The year is 1961 and Jim is about to beat the reigning world champion in cycling sprinting at Maryborough.
His dad, a renowned cyclist himself who represented Queensland, is watching on.
When Jim wins, he feels on top of the world. It is a moment he will never forget.
A photo from that day is still proudly displayed in his home 57 years later.
Italian rider Valentino Gasparello had been in Australia conducting exhibition matches and Jim was the only one to have beaten him.
But the Maryborough cycling legend's most notable achievement was to come a few years later in 1966 when he became the Australian sprinting champion.
"It was my life's dream," Jim reminisced while looking out over his Bell Hilltop backyard.

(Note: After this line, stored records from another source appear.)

//! Error types for URL input validation.

use serde::Serialize;
use thiserror::Error;

/// Maximum URL length to accept (standard browser limit).
/// URLs longer than this are rejected before pattern matching.
pub const MAX_URL_LENGTH: usize = 2000;

/// Why a candidate URL was refused.
#[derive(Debug, Clone, Copy, PartialEq, Eq, Serialize)]
#[serde(rename_all = "snake_case")]
pub enum InvalidReason {
    /// Nothing left after trimming whitespace.
    Empty,
    /// Does not match the accepted URL grammar.
    Malformed,
}

impl InvalidReason {
    /// Stable label for logs and serialized events.
    #[must_use]
    pub fn as_str(self) -> &'static str {
        match self {
            Self::Empty => "empty",
            Self::Malformed => "malformed",
        }
    }
}

/// Errors produced by [`UrlValidator::validate`](super::UrlValidator::validate).
#[derive(Debug, Clone, PartialEq, Eq, Error)]
pub enum UrlError {
    /// Input was empty or whitespace only.
    #[error("no URL provided\n  Suggestion: Paste a GitHub file link")]
    Empty,

    /// Input is not an accepted URL.
    #[error("unsupported URL '{url}': {reason}\n  Suggestion: {suggestion}")]
    Malformed {
        /// The trimmed input (truncated for very long values).
        url: String,
        /// What failed to match.
        reason: String,
        /// How to fix the issue.
        suggestion: &'static str,
    },
}

impl UrlError {
    /// Creates a `Malformed` error for input that is not a URL at all.
    #[must_use]
    pub fn unparseable(url: &str, parse_error: &str) -> Self {
        Self::malformed(
            url,
            parse_error.to_string(),
            "Check the URL format and try again",
        )
    }

    /// Creates a `Malformed` error for a non-https scheme.
    #[must_use]
    pub fn insecure_scheme(url: &str, scheme: &str) -> Self {
        Self::malformed(
            url,
            format!("scheme '{scheme}' is not accepted"),
            "Use an https:// link",
        )
    }

    /// Creates a `Malformed` error for a host outside the allow-list.
    #[must_use]
    pub fn host_not_allowed(url: &str, host: &str) -> Self {
        Self::malformed(
            url,
            format!("host '{host}' is not accepted"),
            "Use a github.com or gist.githubusercontent.com link",
        )
    }

    /// Creates a `Malformed` error for a path that matches no known file shape.
    #[must_use]
    pub fn unrecognized_path(url: &str) -> Self {
        Self::malformed(
            url,
            "path is not a release asset, tag archive, blob, or raw file".to_string(),
            "Copy the link of a release asset or a file view",
        )
    }

    /// Creates a `Malformed` error for input longer than [`MAX_URL_LENGTH`].
    #[must_use]
    pub fn too_long(url: &str) -> Self {
        Self::malformed(
            url,
            format!("URL too long ({} chars, max {MAX_URL_LENGTH})", url.len()),
            "Check for extraneous content pasted with the link",
        )
    }

    fn malformed(url: &str, reason: String, suggestion: &'static str) -> Self {
        Self::Malformed {
            url: url.chars().take(120).collect(),
            reason,
            suggestion,
        }
    }

    /// Coarse classification used by the download error taxonomy.
    #[must_use]
    pub fn reason(&self) -> InvalidReason {
        match self {
            Self::Empty => InvalidReason::Empty,
            Self::Malformed { .. } => InvalidReason::Malformed,
        }
    }
}
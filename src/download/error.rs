//! Error types for the download module.
//!
//! Every failure a download can end in maps to exactly one [`DownloadError`]
//! variant, and every variant has a fixed, user-facing message via
//! [`DownloadError::user_message`]. The `Display` output carries the technical
//! detail for logs.

use serde::Serialize;
use thiserror::Error;

use super::fetch::FetchError;
use crate::parser::{InvalidReason, UrlError};

/// Message shown when nothing more specific applies.
pub const MSG_UNKNOWN: &str = "An unknown error occurred, please try again later";
/// Message shown for an empty input.
pub const MSG_EMPTY_INPUT: &str = "Please enter a GitHub file link";
/// Message shown for a malformed or disallowed URL.
pub const MSG_INVALID_INPUT: &str = "Please enter a valid GitHub file link";
/// Message shown once every attempt timed out.
pub const MSG_TIMEOUT: &str = "Download timed out, check your network connection or try again later";
/// Message shown when the artifact exceeds the size limit.
pub const MSG_TOO_LARGE: &str = "File is too large to download. Please choose a file smaller than 1GB.";
/// Message shown when the body stream broke.
pub const MSG_INTERRUPTED: &str = "Download was interrupted, please try again later";
/// Message shown for a non-2xx response.
pub const MSG_NETWORK: &str = "Network error";
/// Message shown when the content type is not allowed.
pub const MSG_INVALID_TYPE: &str = "File type does not match, download cancelled";

/// Coarse failure category, used in phase events and logs.
#[derive(Debug, Clone, Copy, PartialEq, Eq, Hash, Serialize)]
#[serde(rename_all = "snake_case")]
pub enum ErrorKind {
    /// The URL failed validation.
    InputInvalid,
    /// Non-success HTTP status.
    Network,
    /// Every attempt exceeded its deadline.
    Timeout,
    /// Artifact over the size limit.
    TooLarge,
    /// Content type outside the allow-list.
    InvalidType,
    /// The body stream failed mid-transfer.
    StreamInterrupted,
    /// Anything else.
    Unknown,
}

impl ErrorKind {
    /// Snake-case name for structured logs.
    #[must_use]
    pub const fn as_str(self) -> &'static str {
        match self {
            Self::InputInvalid => "input_invalid",
            Self::Network => "network",
            Self::Timeout => "timeout",
            Self::TooLarge => "too_large",
            Self::InvalidType => "invalid_type",
            Self::StreamInterrupted => "stream_interrupted",
            Self::Unknown => "unknown",
        }
    }
}

/// Terminal failure of a download.
#[derive(Debug, Error)]
pub enum DownloadError {
    /// The submitted URL was rejected before any network action.
    #[error("{source}")]
    InputInvalid {
        /// Whether the input was empty or malformed.
        reason: InvalidReason,
        /// Detailed validation error.
        #[source]
        source: UrlError,
    },

    /// The server answered with a non-2xx status.
    #[error("HTTP {status} downloading {url}")]
    Network {
        /// The URL that failed.
        url: String,
        /// The HTTP status code.
        status: u16,
    },

    /// Every attempt timed out.
    #[error("timeout downloading {url} after {attempts} attempt(s)")]
    Timeout {
        /// The URL that timed out.
        url: String,
        /// Number of attempts issued.
        attempts: u32,
    },

    /// The artifact exceeds the size limit.
    #[error("{url} is {size} bytes, limit is {limit} (declared: {declared})")]
    TooLarge {
        /// The URL that was downloaded.
        url: String,
        /// Declared or observed size in bytes.
        size: u64,
        /// Configured limit in bytes.
        limit: u64,
        /// Whether `size` came from `Content-Length` rather than the body.
        declared: bool,
    },

    /// The artifact's content type is not on the allow-list.
    #[error("content type {content_type:?} not allowed for {url}")]
    InvalidType {
        /// The URL that was downloaded.
        url: String,
        /// The declared content type, if any.
        content_type: Option<String>,
    },

    /// The connection or body stream failed mid-transfer.
    #[error("download of {url} interrupted: {source}")]
    StreamInterrupted {
        /// The URL being downloaded.
        url: String,
        /// The underlying transport error.
        #[source]
        source: FetchError,
    },

    /// Any failure not covered above.
    #[error("unexpected failure downloading {url}: {message}")]
    Unknown {
        /// The URL being downloaded, if known.
        url: String,
        /// Description of what went wrong.
        message: String,
    },
}

impl DownloadError {
    /// Creates an input validation error.
    pub fn input_invalid(source: UrlError) -> Self {
        Self::InputInvalid {
            reason: source.reason(),
            source,
        }
    }

    /// Creates an HTTP status error.
    pub fn network(url: impl Into<String>, status: u16) -> Self {
        Self::Network {
            url: url.into(),
            status,
        }
    }

    /// Creates a timeout error.
    pub fn timeout(url: impl Into<String>, attempts: u32) -> Self {
        Self::Timeout {
            url: url.into(),
            attempts,
        }
    }

    /// Creates a size limit error.
    pub fn too_large(url: impl Into<String>, size: u64, limit: u64, declared: bool) -> Self {
        Self::TooLarge {
            url: url.into(),
            size,
            limit,
            declared,
        }
    }

    /// Creates a content type error.
    pub fn invalid_type(url: impl Into<String>, content_type: Option<String>) -> Self {
        Self::InvalidType {
            url: url.into(),
            content_type,
        }
    }

    /// Creates a stream interruption error.
    pub fn stream_interrupted(url: impl Into<String>, source: FetchError) -> Self {
        Self::StreamInterrupted {
            url: url.into(),
            source,
        }
    }

    /// Creates a catch-all error.
    pub fn unknown(url: impl Into<String>, message: impl Into<String>) -> Self {
        Self::Unknown {
            url: url.into(),
            message: message.into(),
        }
    }

    /// The coarse category of this error.
    #[must_use]
    pub fn kind(&self) -> ErrorKind {
        match self {
            Self::InputInvalid { .. } => ErrorKind::InputInvalid,
            Self::Network { .. } => ErrorKind::Network,
            Self::Timeout { .. } => ErrorKind::Timeout,
            Self::TooLarge { .. } => ErrorKind::TooLarge,
            Self::InvalidType { .. } => ErrorKind::InvalidType,
            Self::StreamInterrupted { .. } => ErrorKind::StreamInterrupted,
            Self::Unknown { .. } => ErrorKind::Unknown,
        }
    }

    /// The fixed message to show an end user.
    #[must_use]
    pub fn user_message(&self) -> &'static str {
        match self {
            Self::InputInvalid {
                reason: InvalidReason::Empty,
                ..
            } => MSG_EMPTY_INPUT,
            Self::InputInvalid {
                reason: InvalidReason::Malformed,
                ..
            } => MSG_INVALID_INPUT,
            Self::Network { .. } => MSG_NETWORK,
            Self::Timeout { .. } => MSG_TIMEOUT,
            Self::TooLarge { .. } => MSG_TOO_LARGE,
            Self::InvalidType { .. } => MSG_INVALID_TYPE,
            Self::StreamInterrupted { .. } => MSG_INTERRUPTED,
            Self::Unknown { .. } => MSG_UNKNOWN,
        }
    }
}
use url::Url;

use super::DownloadError;
use crate::download::artifact::ValidationError;
use crate::download::stream::StreamError;

pub(super) fn from_stream_error(url: &Url, error: StreamError) -> DownloadError {
    match error {
        StreamError::Read { source, .. } => DownloadError::stream_interrupted(url.as_str(), source),
        StreamError::LimitExceeded { limit, received } => {
            DownloadError::too_large(url.as_str(), received, limit, false)
        }
    }
}

pub(super) fn from_validation_error(url: &Url, error: ValidationError) -> DownloadError {
    match error {
        ValidationError::InvalidType { content_type } => {
            DownloadError::invalid_type(url.as_str(), content_type)
        }
        ValidationError::TooLarge { size, limit } => {
            DownloadError::too_large(url.as_str(), size, limit, false)
        }
    }
}
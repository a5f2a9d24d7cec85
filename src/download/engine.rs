//! Download orchestrator: one request in, one verified artifact or typed error out.
//!
//! # Overview
//!
//! A download moves through `Requesting → Streaming → Validating → Succeeded`
//! or ends in `Failed(kind)`. Each attempt runs under a deadline covering both
//! the response headers and the whole body. When the deadline passes, the
//! in-flight future is dropped and, while retries remain, a fresh attempt is
//! issued from scratch. No other failure is retried.
//!
//! # Example
//!
//! ```no_run
//! use std::sync::Arc;
//! use ghfetch_core::counter::{DownloadCounter, MemoryStore};
//! use ghfetch_core::download::{Downloader, DownloadEvent, HttpClient};
//! use ghfetch_core::DownloaderConfig;
//!
//! # async fn example() -> Result<(), Box<dyn std::error::Error>> {
//! let counter = Arc::new(DownloadCounter::load(Arc::new(MemoryStore::new())).await);
//! let downloader = Arc::new(Downloader::new(
//!     DownloaderConfig::default(),
//!     Arc::new(HttpClient::new()),
//!     counter,
//! )?);
//!
//! let mut handle = downloader
//!     .submit_download("https://github.com/acme/tool/releases/download/v1.0/tool.zip");
//! while let Some(event) = handle.next_event().await {
//!     if let DownloadEvent::Progress(p) = event {
//!         println!("{}", p.label());
//!     }
//! }
//! let artifact = handle.result().await?;
//! println!("{} ({} bytes)", artifact.filename, artifact.len());
//! # Ok(())
//! # }
//! ```

mod attempt;
mod error_mapping;
mod handle;

use std::sync::Arc;
use std::sync::atomic::{AtomicU64, Ordering};
use std::time::Duration;

use tokio::sync::{mpsc, oneshot};
use tracing::{debug, error, info, instrument, warn};
use url::Url;

use self::attempt::DownloadAttempt;
use self::error_mapping::{from_stream_error, from_validation_error};
pub use self::handle::DownloadHandle;
use super::artifact::{Artifact, ArtifactPolicy};
use super::events::{AttemptId, DownloadPhase, ProgressSink};
use super::fetch::{FetchResponse, Fetcher};
use super::retry::{RetryDecision, RetryPolicy, classify_error};
use super::stream::consume_stream;
use super::DownloadError;
use crate::config::{
    ConfigError, DEFAULT_ATTEMPT_TIMEOUT, DEFAULT_MAX_FILE_SIZE, DEFAULT_MAX_RETRIES,
    DownloaderConfig,
};
use crate::counter::DownloadCounter;
use crate::parser::UrlValidator;

/// One validated download submission. Immutable once built.
#[derive(Debug, Clone, PartialEq, Eq)]
pub struct DownloadRequest {
    url: Url,
    max_size: u64,
    timeout: Duration,
    max_retries: u32,
}

impl DownloadRequest {
    /// Creates a request with the built-in limits.
    ///
    /// The URL is taken as-is; use [`Downloader::prepare`] to validate user input.
    #[must_use]
    pub fn new(url: Url) -> Self {
        Self {
            url,
            max_size: DEFAULT_MAX_FILE_SIZE,
            timeout: DEFAULT_ATTEMPT_TIMEOUT,
            max_retries: DEFAULT_MAX_RETRIES,
        }
    }

    /// Sets the per-attempt deadline.
    #[must_use]
    pub fn with_timeout(mut self, timeout: Duration) -> Self {
        self.timeout = timeout;
        self
    }

    /// Sets the maximum artifact size in bytes.
    #[must_use]
    pub fn with_max_size(mut self, max_size: u64) -> Self {
        self.max_size = max_size;
        self
    }

    /// Sets how many times a timed-out attempt is repeated.
    #[must_use]
    pub fn with_max_retries(mut self, max_retries: u32) -> Self {
        self.max_retries = max_retries;
        self
    }

    /// Target URL.
    #[must_use]
    pub fn url(&self) -> &Url {
        &self.url
    }

    /// Maximum artifact size in bytes.
    #[must_use]
    pub fn max_size(&self) -> u64 {
        self.max_size
    }

    /// Per-attempt deadline.
    #[must_use]
    pub fn timeout(&self) -> Duration {
        self.timeout
    }

    /// Maximum number of timeout-driven retries.
    #[must_use]
    pub fn max_retries(&self) -> u32 {
        self.max_retries
    }
}

/// Runs downloads against a [`Fetcher`] and records completions in a
/// [`DownloadCounter`].
///
/// A `Downloader` is cheap to share behind an [`Arc`]; every call to
/// [`download`](Self::download) owns its own attempt state.
pub struct Downloader {
    config: DownloaderConfig,
    validator: UrlValidator,
    artifact_policy: ArtifactPolicy,
    fetcher: Arc<dyn Fetcher>,
    counter: Arc<DownloadCounter>,
    next_attempt: AtomicU64,
}

impl std::fmt::Debug for Downloader {
    fn fmt(&self, f: &mut std::fmt::Formatter<'_>) -> std::fmt::Result {
        f.debug_struct("Downloader")
            .field("config", &self.config)
            .finish_non_exhaustive()
    }
}

impl Downloader {
    /// Creates a downloader.
    ///
    /// # Errors
    ///
    /// Returns [`ConfigError`] if the configuration is out of range or its URL
    /// policy cannot be compiled.
    #[instrument(level = "debug", skip_all)]
    pub fn new(
        config: DownloaderConfig,
        fetcher: Arc<dyn Fetcher>,
        counter: Arc<DownloadCounter>,
    ) -> Result<Self, ConfigError> {
        config.validate()?;
        let validator = UrlValidator::new(config.url_policy().clone())?;
        let artifact_policy = ArtifactPolicy::from_config(&config);

        debug!(
            max_retries = config.max_retries(),
            attempt_timeout_secs = config.attempt_timeout().as_secs(),
            max_file_size = config.max_file_size(),
            "creating downloader"
        );

        Ok(Self {
            config,
            validator,
            artifact_policy,
            fetcher,
            counter,
            next_attempt: AtomicU64::new(1),
        })
    }

    /// The active configuration.
    #[must_use]
    pub fn config(&self) -> &DownloaderConfig {
        &self.config
    }

    /// The counter incremented on every success.
    #[must_use]
    pub fn counter(&self) -> &Arc<DownloadCounter> {
        &self.counter
    }

    /// Validates user input and builds a request with the configured limits.
    ///
    /// # Errors
    ///
    /// Returns [`DownloadError::InputInvalid`] for empty or unacceptable input.
    pub fn prepare(&self, input: &str) -> Result<DownloadRequest, DownloadError> {
        let url = self
            .validator
            .validate(input)
            .map_err(DownloadError::input_invalid)?;
        Ok(DownloadRequest::new(url)
            .with_max_size(self.config.max_file_size())
            .with_timeout(self.config.attempt_timeout())
            .with_max_retries(self.config.max_retries()))
    }

    /// Validates `input` and runs the download on a spawned task.
    ///
    /// Must be called from within a Tokio runtime.
    pub fn submit_download(self: &Arc<Self>, input: &str) -> DownloadHandle {
        let (events_tx, events_rx) = mpsc::unbounded_channel();
        let (result_tx, result_rx) = oneshot::channel();
        let input = input.trim().to_string();
        let this = Arc::clone(self);
        let task_input = input.clone();

        let task = tokio::spawn(async move {
            let outcome = match this.prepare(&task_input) {
                Ok(request) => this.download(request, &events_tx).await,
                Err(err) => {
                    warn!(input = %task_input, error = %err, "rejected download input");
                    Err(err)
                }
            };
            // The caller may have dropped the handle.
            let _ = result_tx.send(outcome);
        });

        DownloadHandle::new(input, events_rx, result_rx, task)
    }

    /// Runs the attempt/retry state machine for `request`.
    ///
    /// Progress and phase events go to `sink`, tagged with the attempt that
    /// produced them. The URL is not re-validated here.
    ///
    /// # Errors
    ///
    /// Returns the terminal [`DownloadError`]; see its variants for the cases.
    #[instrument(skip(self, request, sink), fields(url = %request.url()))]
    pub async fn download(
        &self,
        request: DownloadRequest,
        sink: &dyn ProgressSink,
    ) -> Result<Artifact, DownloadError> {
        let retry_policy = RetryPolicy::new(request.max_retries());
        let active = AtomicU64::new(0);
        let mut number = 0;

        loop {
            let id = self.next_attempt_id();
            active.store(id.get(), Ordering::SeqCst);
            let attempt = DownloadAttempt::new(id, number, request.timeout(), sink, &active);

            if number == 0 {
                attempt.enter(DownloadPhase::Idle);
            }
            debug!(attempt = %id, number, "issuing request");
            attempt.enter(DownloadPhase::Requesting);

            let outcome =
                tokio::time::timeout_at(attempt.deadline(), self.run_attempt(&request, &attempt))
                    .await;

            let err = match outcome {
                Ok(Ok(artifact)) => {
                    self.record_success(&request, &artifact, number + 1).await;
                    attempt.enter(DownloadPhase::Succeeded);
                    return Ok(artifact);
                }
                Ok(Err(err)) => err,
                Err(_elapsed) => {
                    debug!(
                        attempt = %id,
                        received = attempt.received(),
                        expected_total = attempt.expected_total(),
                        "attempt deadline passed"
                    );
                    DownloadError::timeout(request.url().as_str(), number + 1)
                }
            };

            match retry_policy.should_retry(classify_error(&err), number) {
                RetryDecision::Retry { attempt: next } => {
                    warn!(
                        attempt = number + 1,
                        max_attempts = retry_policy.max_attempts(),
                        error = %err,
                        "attempt timed out, retrying"
                    );
                    attempt.enter(DownloadPhase::Retrying);
                    number = next;
                }
                RetryDecision::DoNotRetry { reason } => {
                    error!(
                        url = %request.url(),
                        attempts = number + 1,
                        kind = err.kind().as_str(),
                        error = %err,
                        reason = %reason,
                        "download failed"
                    );
                    attempt.enter(DownloadPhase::Failed(err.kind()));
                    return Err(err);
                }
            }
        }
    }

    async fn run_attempt(
        &self,
        request: &DownloadRequest,
        attempt: &DownloadAttempt<'_>,
    ) -> Result<Artifact, DownloadError> {
        let url = request.url();
        let FetchResponse {
            status,
            content_length,
            content_type,
            body,
        } = self
            .fetcher
            .fetch(url)
            .await
            .map_err(|source| DownloadError::stream_interrupted(url.as_str(), source))?;

        if !(200..300).contains(&status) {
            return Err(DownloadError::network(url.as_str(), status));
        }

        attempt.set_expected_total(content_length);
        if let Some(declared) = content_length
            && declared > request.max_size()
        {
            return Err(DownloadError::too_large(
                url.as_str(),
                declared,
                request.max_size(),
                true,
            ));
        }

        attempt.enter(DownloadPhase::Streaming);
        let bytes = consume_stream(
            body,
            content_length,
            request.max_size(),
            attempt.id(),
            attempt,
        )
        .await
        .map_err(|e| from_stream_error(url, e))?;

        attempt.enter(DownloadPhase::Validating);
        debug!(attempt = %attempt.id(), number = attempt.number(), bytes = bytes.len(), "body complete");
        self.artifact_policy
            .clone()
            .with_max_size(request.max_size())
            .validate(bytes, content_type.as_deref(), url)
            .map_err(|e| from_validation_error(url, e))
    }

    async fn record_success(&self, request: &DownloadRequest, artifact: &Artifact, attempts: u32) {
        match self.counter.increment().await {
            Ok(count) => info!(
                url = %request.url(),
                filename = %artifact.filename,
                bytes = artifact.len(),
                attempts,
                total_downloads = count,
                "download complete"
            ),
            Err(err) => warn!(
                url = %request.url(),
                filename = %artifact.filename,
                error = %err,
                "download complete but counter was not persisted"
            ),
        }
    }

    fn next_attempt_id(&self) -> AttemptId {
        AttemptId::new(self.next_attempt.fetch_add(1, Ordering::SeqCst))
    }
}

"The win was pretty unexpected, I was on good form that week. I pretty much retired after that."
How does one become a cycling champion?
Jim began to compete in the sport when he was just 12 - the same year he won his first state title.
Not really a fan of academia, his focus quickly shifted to spending most of his time on the bike.
It wasn't until moving to Tasmania at 17, when he began working with a renowned cycling coach.
He would ride for hundreds of kilometres every week for practice.
The athlete's achievements also include winning 35 state titles as well as two junior Australian titles.
Cycling really runs in the Cross family blood as one of Jim's sons has also gone on to become a cycling champion.
Now 76, Jim regularly goes for rides across the Fraser Coast.
His favourite areas to cycle include Walkers Point, Beaver Rock and through Five Mile Rd.
"It's another world on a bike," Jim said.
"When you're riding, all your stress goes away."
With an Australia title alongside impressive wins, why did Jim never go to the Olympics?
That's what the Chronicle was quick to ask after hearing his amazing life of achievements.
The answer is bizarre - Jim was considered a professional cyclist, and in those days, only amateur athletes were allowed to compete at the Olympics.
Outside his sporting achievements, he was a businessman which is what brought him to Maryborough in the 1970s.
He has also held an enviable stint of being a tour guide between Port Hedland and Darwin.
A recent set-back in health which involved an unexpected surgery hasn't stopped him from living his best life.
Aside from a healthy lifestyle, he said a positive mindset was key to ageing gracefully.
He loves spending time with his family including wife Robyn, and new puppy Penny.